> _Exercise prompt_: Your response needs to be the data below, retyped exactly.
>>>
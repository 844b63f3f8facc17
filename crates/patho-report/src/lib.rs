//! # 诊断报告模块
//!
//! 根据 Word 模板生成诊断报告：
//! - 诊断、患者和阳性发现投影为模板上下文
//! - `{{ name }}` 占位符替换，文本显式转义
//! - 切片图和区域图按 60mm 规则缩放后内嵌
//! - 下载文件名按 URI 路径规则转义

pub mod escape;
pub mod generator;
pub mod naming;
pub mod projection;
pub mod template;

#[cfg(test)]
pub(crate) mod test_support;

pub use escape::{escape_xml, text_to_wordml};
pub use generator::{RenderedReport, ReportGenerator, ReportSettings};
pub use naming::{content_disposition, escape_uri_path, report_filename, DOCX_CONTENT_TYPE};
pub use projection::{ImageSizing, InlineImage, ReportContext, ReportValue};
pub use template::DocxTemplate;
<<<
> _Task solution_:
repository 844b63f3f8facc17
filename crates/patho-report/src/lib.rs
//! # 诊断报告模块
//!
//! 根据 Word 模板生成诊断报告：
//! - 诊断、患者和阳性发现投影为模板上下文
//! - `{{ name }}` 占位符替换，文本显式转义
//! - 切片图和区域图按 60mm 规则缩放后内嵌
//! - 下载文件名按 URI 路径规则转义

pub mod escape;
pub mod generator;
pub mod naming;
pub mod projection;
pub mod template;

#[cfg(test)]
pub(crate) mod test_support;

pub use escape::{escape_xml, text_to_wordml};
pub use generator::{RenderedReport, ReportGenerator, ReportSettings};
pub use naming::{content_disposition, escape_uri_path, report_filename, DOCX_CONTENT_TYPE};
pub use projection::{ImageSizing, InlineImage, ReportContext, ReportValue};
pub use template::DocxTemplate;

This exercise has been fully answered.